------ DATA TO USE
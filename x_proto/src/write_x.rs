//! WRITE_X: the server-receiver half of the X-Protocol. Accumulates
//! chunks from a client into a caller-owned buffer, requesting
//! retransmission of anything missing after a timeout.

use crate::chunk::{encode_loss_list, Bitmask, Header};
use crate::config::WriteXConfig;
use crate::error::WriteXError;
use crate::mtu::{data_chunk_size, MAX_MTU};
use crate::transport::Transport;

fn decode_header(bytes: &[u8]) -> Result<(Header, &[u8]), ()> {
    if bytes.len() < 3 {
        return Err(());
    }
    let hdr_bytes: [u8; 3] = bytes[..3].try_into().unwrap();
    let hdr = Header::decode(&hdr_bytes);
    Ok((hdr, &bytes[3..]))
}

/// Run the WRITE_X state machine to completion: accept chunks into
/// `recv_buf` until every chunk of the transfer has arrived, then ACK
/// and return the reconstructed slice.
///
/// `recv_buf` must be large enough to hold `total * data_chunk_size`
/// bytes once `total` is learned from the first chunk.
pub fn run<'b, T>(
    transport: &mut T,
    recv_buf: &'b mut [u8],
    config: WriteXConfig,
) -> Result<&'b [u8], WriteXError<T::SendError, T::RecvError>>
where
    T: Transport,
{
    let dcs = data_chunk_size(config.mtu) as usize;
    let max_frame = config.mtu as usize - 3;
    let mut recv_frame = [0u8; MAX_MTU as usize];

    // WaitFirst
    let (total, mut mask, first_len) = 'wait_first: {
        let mut timeouts = 0u32;
        loop {
            match transport
                .recv(&mut recv_frame, config.timeout_ms)
                .map_err(WriteXError::Recv)?
            {
                Some(n) => {
                    let (hdr, _) = decode_header(&recv_frame[..n]).map_err(|_| WriteXError::InvalidPacket)?;
                    hdr.validate().map_err(|_| WriteXError::InvalidHeader)?;
                    let needed = hdr.total as usize * dcs;
                    if recv_buf.len() < needed {
                        return Err(WriteXError::BufferTooSmall);
                    }
                    let mask = Bitmask::init_clear(hdr.total);
                    break 'wait_first (hdr.total, mask, n);
                }
                None => {
                    timeouts += 1;
                    if timeouts > config.max_retries {
                        return Err(WriteXError::Timeout);
                    }
                    // total still unknown: nothing to build a loss list from
                    continue;
                }
            }
        }
    };

    #[cfg(feature = "defmt")]
    defmt::trace!("write_x: learned total={}", total);

    let mut last_chunk_len = dcs;
    let mut first_frame_len = Some(first_len);
    let mut timeouts = 0u32;

    loop {
        // the WaitFirst iteration already consumed one frame; apply it
        // here instead of re-receiving.
        let frame: &[u8] = if let Some(n) = first_frame_len.take() {
            &recv_frame[..n]
        } else {
            match transport
                .recv(&mut recv_frame, config.timeout_ms)
                .map_err(WriteXError::Recv)?
            {
                Some(n) => &recv_frame[..n],
                None => {
                    timeouts += 1;
                    if timeouts > config.max_retries {
                        return Err(WriteXError::Timeout);
                    }
                    let mut missing = [0u16; MAX_MTU as usize / 2];
                    let count = mask.collect_missing(&mut missing);
                    let max_entries = max_frame / 2;
                    let count = count.min(max_entries);
                    let mut loss_buf = [0u8; MAX_MTU as usize];
                    let loss = encode_loss_list(&missing[..count], &mut loss_buf);
                    transport.send(loss).map_err(WriteXError::Send)?;
                    continue;
                }
            }
        };

        if frame.len() > max_frame {
            return Err(WriteXError::ChunkTooLarge);
        }
        let (hdr, payload) = decode_header(frame).map_err(|_| WriteXError::InvalidPacket)?;
        hdr.validate().map_err(|_| WriteXError::InvalidHeader)?;
        if hdr.total != total {
            return Err(WriteXError::TotalMismatch);
        }

        let start = (hdr.seq - 1) as usize * dcs;
        recv_buf[start..start + payload.len()].copy_from_slice(payload);
        if hdr.seq == total {
            last_chunk_len = payload.len();
        }
        mask.set(hdr.seq);
        timeouts = 0;

        if mask.is_complete() {
            transport
                .send(&crate::chunk::ACK_MAGIC)
                .map_err(WriteXError::Send)?;
            #[cfg(feature = "defmt")]
            defmt::trace!("write_x: all chunks received, ACK sent");
            let end = (total as usize - 1) * dcs + last_chunk_len;
            return Ok(&recv_buf[..end]);
        }
    }
}

#[cfg(test)]
mod test {
    use super::*;
    use crate::test_support::{MockTransport, ScriptedRecv};

    fn cfg(mtu: u16, timeout_ms: u32, max_retries: u32) -> WriteXConfig {
        WriteXConfig::new(mtu, timeout_ms, max_retries).unwrap()
    }

    fn chunks(data: &[u8], mtu: u16) -> Vec<Vec<u8>> {
        let dcs = data_chunk_size(mtu) as usize;
        let total = data.len().div_ceil(dcs) as u16;
        (1..=total)
            .map(|seq| {
                let start = (seq - 1) as usize * dcs;
                let end = (start + dcs).min(data.len());
                let mut frame = Header { total, seq }.encode().to_vec();
                frame.extend_from_slice(&data[start..end]);
                frame
            })
            .collect()
    }

    /// S3: happy path, in order.
    #[test]
    fn s3_happy_path() {
        let data = vec![0x42u8; 40];
        let script = chunks(&data, 50)
            .into_iter()
            .map(ScriptedRecv::Data)
            .collect();
        let mut transport = MockTransport::new(script);
        let mut buf = vec![0u8; 1024];
        let result = run(&mut transport, &mut buf, cfg(50, 1000, 3)).unwrap();
        assert_eq!(result, &data[..]);
        assert_eq!(transport.sent.last().unwrap(), &crate::chunk::ACK_MAGIC);
    }

    /// S4: timeout recovers missing chunks.
    #[test]
    fn s4_timeout_recovery() {
        let data = vec![0x7u8; 49];
        let all = chunks(&data, 30);
        let mut script = vec![ScriptedRecv::Data(all[0].clone()), ScriptedRecv::Timeout];
        script.push(ScriptedRecv::Data(all[1].clone()));
        script.push(ScriptedRecv::Data(all[2].clone()));
        let mut transport = MockTransport::new(script);
        let mut buf = vec![0u8; 1024];
        let result = run(&mut transport, &mut buf, cfg(30, 1000, 3)).unwrap();
        assert_eq!(result, &data[..]);
        // exactly one loss-list send before the ACK
        assert_eq!(transport.sent.len(), 2);
        let loss = &transport.sent[0];
        assert_eq!(loss.len(), 4);
        assert_eq!(u16::from_be_bytes([loss[0], loss[1]]), 2);
        assert_eq!(u16::from_be_bytes([loss[2], loss[3]]), 3);
    }

    #[test]
    fn duplicate_chunks_are_idempotent() {
        let data = vec![0xABu8; 40];
        let all = chunks(&data, 50);
        let script = vec![
            ScriptedRecv::Data(all[0].clone()),
            ScriptedRecv::Data(all[0].clone()),
        ];
        let mut transport = MockTransport::new(script);
        let mut buf = vec![0u8; 1024];
        let result = run(&mut transport, &mut buf, cfg(50, 1000, 3)).unwrap();
        assert_eq!(result, &data[..]);
    }

    #[test]
    fn out_of_order_chunks_reconstruct_correctly() {
        let data = (0u8..100).collect::<Vec<_>>();
        let mut all = chunks(&data, 30);
        all.reverse();
        let script = all.into_iter().map(ScriptedRecv::Data).collect();
        let mut transport = MockTransport::new(script);
        let mut buf = vec![0u8; 1024];
        let result = run(&mut transport, &mut buf, cfg(30, 1000, 3)).unwrap();
        assert_eq!(result, &data[..]);
    }

    #[test]
    fn buffer_too_small_errors() {
        let data = vec![0u8; 100];
        let script = chunks(&data, 30).into_iter().map(ScriptedRecv::Data).collect();
        let mut transport = MockTransport::new(script);
        let mut buf = vec![0u8; 4];
        let err = run(&mut transport, &mut buf, cfg(30, 1000, 3)).unwrap_err();
        assert_eq!(err, WriteXError::BufferTooSmall);
    }

    #[test]
    fn total_mismatch_errors() {
        let mut frame1 = Header { total: 3, seq: 1 }.encode().to_vec();
        frame1.extend_from_slice(&[1, 2]);
        let mut frame2 = Header { total: 4, seq: 2 }.encode().to_vec();
        frame2.extend_from_slice(&[3, 4]);
        let script = vec![ScriptedRecv::Data(frame1), ScriptedRecv::Data(frame2)];
        let mut transport = MockTransport::new(script);
        let mut buf = vec![0u8; 1024];
        let err = run(&mut transport, &mut buf, cfg(50, 1000, 3)).unwrap_err();
        assert_eq!(err, WriteXError::TotalMismatch);
    }

    #[test]
    fn first_wait_timeout_exhausts_retries() {
        let mut transport =
            MockTransport::new(vec![ScriptedRecv::Timeout, ScriptedRecv::Timeout]);
        let mut buf = vec![0u8; 1024];
        let err = run(&mut transport, &mut buf, cfg(50, 1000, 1)).unwrap_err();
        assert_eq!(err, WriteXError::Timeout);
    }
}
------------
TASK OBJECTIVE:
Lines from the entries that contain the string "count" must be found and copied.

RESPONSE TO THIS TASK:
                    let count = mask.collect_missing(&mut missing);
                    let count = count.min(max_entries);
                    let loss = encode_loss_list(&missing[..count], &mut loss_buf);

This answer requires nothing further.